The item 1 is the BufferId, not the ViewId. Now, with the bufferId, I try to find if a ViewState information in memory for the actual session which contains that bufferId. If none contains, a new ViewId is generated. If one exists, the Id of the old one is returned. Obviously, every time I reutilize a file, I do a keep-alive (in file, updating the date/time of the file, and in memory, calling GCUtils.KeepAlive).
Every buffer is also kept in memory with weak-references, but to avoid recent buffers to be collected, I call GCUtils.KeepAlive. The GCUtils.KeepAlive (not GC.KeepAlive) guarantees that an object will survive the next collection.
The ViewIds are created for the sessionId, so there is no problem of one user getting the viewstate of the other, even if the internal buffer is the same (in which case, every user will have different ViewIds, but they will point to the same buffer). Also, every page generates a NEW viewstate, and so I try to get the Id of an existing viewstate if possible, or I create a new file.
By default, FileCachePersister runs a process at 30 minutes, deleting files with more than 4 hours. This has nothing to do with session-expiration times.

How It Works (Advanced)

At this moment, I will not explain the details of the CacheDictionary (which is effectively a dictionary of Cache objects, but with some optimizations) and also not explain the WeakDictionary, because its explanation itself would be bigger than this entire article. But the important thing is to know that it is a dictionary that allows its items to be collected by the garbage collector, but keeps its recently used values alive.
I will start explaining the CacheManager. The CacheManager class is responsible for loading and saving the buffers (bytes), as it does not know anything of the real type of the object. The most important thing is that it has is a WeakDictionary where the keys are the HashCodes of the buffers, and the values are Dictionaries of the Ids and the serialized bytes. Its internal functions try to find a value in memory using the hashcode and the buffer id and, if none is not found, ask for the persister to load it and then store the loaded value (if any) in these weak-dictionaries, doing a KeepAlive on them. The Save function does a similar process, trying to find a compatible buffer in memory, to reutilize the Id or, if one is not found, call the persister to save and return the generated Id.

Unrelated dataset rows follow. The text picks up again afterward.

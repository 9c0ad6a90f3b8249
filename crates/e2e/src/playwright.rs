//! Playwright-backed sessions

use std::path::PathBuf;
use std::time::Duration;

use async_trait::async_trait;
use tokio::process::Command;
use tracing::{debug, info};
use transcheck_common::config::BrowserKind;
use transcheck_common::surface::SurfaceResult;
use transcheck_common::{Config, RenderingSurface, SurfaceError, TextPredicate};

use crate::driver::{DriverCommand, DriverProcess, DriverReply};
use crate::error::{E2eError, E2eResult};
use crate::preflight::check_reachable;
use crate::session::{Session, SessionFactory};

/// Configuration for Playwright sessions
#[derive(Debug, Clone)]
pub struct PlaywrightConfig {
    pub url: String,
    pub input_selector: String,
    pub control_selector: String,
    pub region_selector: String,
    pub browser: BrowserKind,
    pub headless: bool,
    pub viewport_width: u32,
    pub viewport_height: u32,
    pub navigation_timeout: Duration,
    pub preflight_timeout: Duration,
    /// Directory holding the `playwright` package, when not next to the
    /// working directory
    pub node_modules: Option<PathBuf>,
}

impl Default for PlaywrightConfig {
    fn default() -> Self {
        Self::from(&Config::default())
    }
}

impl From<&Config> for PlaywrightConfig {
    fn from(config: &Config) -> Self {
        Self {
            url: config.target.url.clone(),
            input_selector: config.target.input_selector.clone(),
            control_selector: config.target.control_selector.clone(),
            region_selector: config.target.region_selector.clone(),
            browser: config.browser.kind,
            headless: config.browser.headless,
            viewport_width: config.browser.viewport_width,
            viewport_height: config.browser.viewport_height,
            navigation_timeout: config.timing.navigation_timeout(),
            preflight_timeout: config.timing.preflight_timeout(),
            node_modules: None,
        }
    }
}

/// Check that Playwright is installed
pub async fn check_playwright_installed() -> E2eResult<()> {
    let status = Command::new("npx")
        .args(["playwright", "--version"])
        .stdout(std::process::Stdio::null())
        .stderr(std::process::Stdio::null())
        .status()
        .await;

    match status {
        Ok(status) if status.success() => Ok(()),
        _ => Err(E2eError::PlaywrightNotFound),
    }
}

/// One browser page on the target, driven through a [`DriverProcess`]
pub struct PlaywrightSession {
    driver: DriverProcess,
    config: PlaywrightConfig,
}

impl PlaywrightSession {
    /// Launch a browser and navigate to the target
    pub async fn open(config: PlaywrightConfig) -> E2eResult<Self> {
        let driver = DriverProcess::spawn(config.node_modules.as_deref()).await?;
        let session = Self { driver, config };

        session
            .command(DriverCommand::Launch {
                browser: session.config.browser.to_string(),
                headless: session.config.headless,
                width: session.config.viewport_width,
                height: session.config.viewport_height,
            })
            .await
            .map_err(|e| E2eError::DriverStartup(e.to_string()))?;

        session
            .command(DriverCommand::Goto {
                url: session.config.url.clone(),
                timeout_ms: session.config.navigation_timeout.as_millis() as u64,
            })
            .await
            .map_err(|e| {
                E2eError::SurfaceUnavailable(format!(
                    "navigation to {} failed: {}",
                    session.config.url, e
                ))
            })?;

        debug!("Session open on {}", session.config.url);
        Ok(session)
    }

    async fn command(&self, command: DriverCommand) -> E2eResult<DriverReply> {
        let limit = match &command {
            DriverCommand::Wait { ms } => {
                self.config.navigation_timeout + Duration::from_millis(*ms)
            }
            _ => self.config.navigation_timeout,
        };
        self.driver.request(command, limit).await
    }
}

#[async_trait]
impl RenderingSurface for PlaywrightSession {
    async fn control_values(&self) -> SurfaceResult<Vec<String>> {
        self.command(DriverCommand::Controls {
            selector: self.config.control_selector.clone(),
        })
        .await
        .map(|reply| reply.values)
        .map_err(|e| SurfaceError::Driver(e.to_string()))
    }

    async fn region_texts(&self, predicate: &TextPredicate) -> SurfaceResult<Vec<String>> {
        self.command(DriverCommand::Regions {
            selector: self.config.region_selector.clone(),
            pattern: predicate.source(),
        })
        .await
        .map(|reply| reply.values)
        .map_err(|e| SurfaceError::Driver(e.to_string()))
    }
}

#[async_trait]
impl Session for PlaywrightSession {
    async fn fill_input(&self, text: &str) -> E2eResult<()> {
        self.command(DriverCommand::Fill {
            selector: self.config.input_selector.clone(),
            value: text.to_string(),
        })
        .await?;
        Ok(())
    }

    async fn settle(&self, duration: Duration) -> E2eResult<()> {
        self.command(DriverCommand::Wait {
            ms: duration.as_millis() as u64,
        })
        .await?;
        Ok(())
    }

    async fn input_value(&self) -> E2eResult<String> {
        let reply = self
            .command(DriverCommand::InputValue {
                selector: self.config.input_selector.clone(),
            })
            .await?;
        Ok(reply.value.unwrap_or_default())
    }

    async fn click_text(&self, text: &str) -> E2eResult<bool> {
        let reply = self
            .command(DriverCommand::ClickText {
                text: text.to_string(),
                timeout_ms: self.config.navigation_timeout.as_millis() as u64,
            })
            .await?;
        Ok(reply.clicked.unwrap_or(false))
    }

    fn surface(&self) -> &dyn RenderingSurface {
        self
    }

    async fn close(self: Box<Self>) -> E2eResult<()> {
        let session = *self;
        session.driver.shutdown(session.config.navigation_timeout).await
    }
}

/// Opens a fresh browser per session
#[derive(Debug, Clone)]
pub struct PlaywrightFactory {
    config: PlaywrightConfig,
}

impl PlaywrightFactory {
    pub fn new(config: PlaywrightConfig) -> Self {
        Self { config }
    }

    pub fn config(&self) -> &PlaywrightConfig {
        &self.config
    }
}

#[async_trait]
impl SessionFactory for PlaywrightFactory {
    async fn preflight(&self) -> E2eResult<()> {
        check_playwright_installed().await?;
        check_reachable(&self.config.url, self.config.preflight_timeout).await?;
        info!(
            "Using {} ({}) against {}",
            self.config.browser,
            if self.config.headless { "headless" } else { "headed" },
            self.config.url
        );
        Ok(())
    }

    async fn open(&self) -> E2eResult<Box<dyn Session>> {
        Ok(Box::new(PlaywrightSession::open(self.config.clone()).await?))
    }

    fn target(&self) -> &str {
        &self.config.url
    }
}
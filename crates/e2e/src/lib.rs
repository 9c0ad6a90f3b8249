//! transcheck live runner
//!
//! Drives the transliteration widget in a real browser and feeds the
//! rendered page to the verification pipeline in `transcheck-common`.
//!
//! # Architecture
//!
//! ```text
//! ┌─────────────────────────────────────────────────────────────┐
//! │                    SuiteRunner (Rust)                       │
//! ├─────────────────────────────────────────────────────────────┤
//! │  SessionFactory::preflight()   npx playwright, HTTP GET     │
//! │  per case (buffered, in corpus order):                      │
//! │    open() -> Session          node driver, JSON lines       │
//! │    fill_input(phrase)                                       │
//! │    settle(budget.settle)                                    │
//! │    Verifier::verify_case(case, session.surface())           │
//! │    close()                                                  │
//! ├─────────────────────────────────────────────────────────────┤
//! │  UI checks: real-time update, clear resets input            │
//! └─────────────────────────────────────────────────────────────┘
//! ```

pub mod driver;
pub mod error;
pub mod playwright;
pub mod preflight;
pub mod runner;
pub mod session;
pub mod ui_checks;

pub use error::{E2eError, E2eResult};
pub use playwright::{PlaywrightConfig, PlaywrightFactory, PlaywrightSession};
pub use runner::{RunnerOptions, SuiteRunner};
pub use session::{Session, SessionFactory};
pub use ui_checks::{run_ui_checks, UiCheckOptions};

The Cache generic class is the one with the capacity to serialize and deserialize buffers. It uses the CacheManager to read or write these buffers, but the Cache itself has its own WeakReference for the effective object. This is done because, when deserializing a cache object, only the id of the object is needed, not the real object. If too many "identical" objects are put in cache, all the cache objects can have their effective objects collected, but maybe the buffer to regenerate them is still in memory. It can look redundant, but in my experience, it is not.
Well, so, your create a Cache for an object. The cache serializes the object and calls CacheManager, which will try to reutilize the id of some identical buffer or will ask for it to be saved... but, where will it be saved?

That's the job of the persister. Within the framework, the only Persister that exists and is already useable is the FileCachePersister. It simple receives the parameters and tries to load the file, if one exists, or returns null. It receives the name of the file and tries to update its date/time to keep it alive, or saves the file. This is done in such a way so that you can easily create a Persister to store data into the database, or use a remote server, which can have its own caching also, avoiding concurrent processes to access the same files at the same time. This is important, as the FileCachePersister works very well with many threads, but only ONE process must be using the directory.
Ok, in the FileCachePersister there is a thread to delete the old files, but that's nothing really complex.

The ViewState

The ViewState solution is very similar to the Cache solution, but it also has additional security information. The class responsible for loading and saving ViewStates is the PfzPageStatePersister. Similar to the CacheManager class, it has a dictionary composed of SessionIds, so the ViewIds are exclusives to the actual session, then the values are dictionaries of ViewIds, and the values of that dictionary are the type of the page that generated the ViewState (so copying the ViewId to another page will not work) and the effective information of the ViewState.
Or, better, a cache to such value. Why? Because if you go from one page to another, generating identical viewstates, only a new "reference" to the buffer will be generated, but the buffer, which can be very large, is the same. It looks a little more complicated, as it has a Pair, but that's because of the way PageStatesPersisters works in general, as they only generate two objects, which the only purpose to be serialized. Not very friendly to be honest.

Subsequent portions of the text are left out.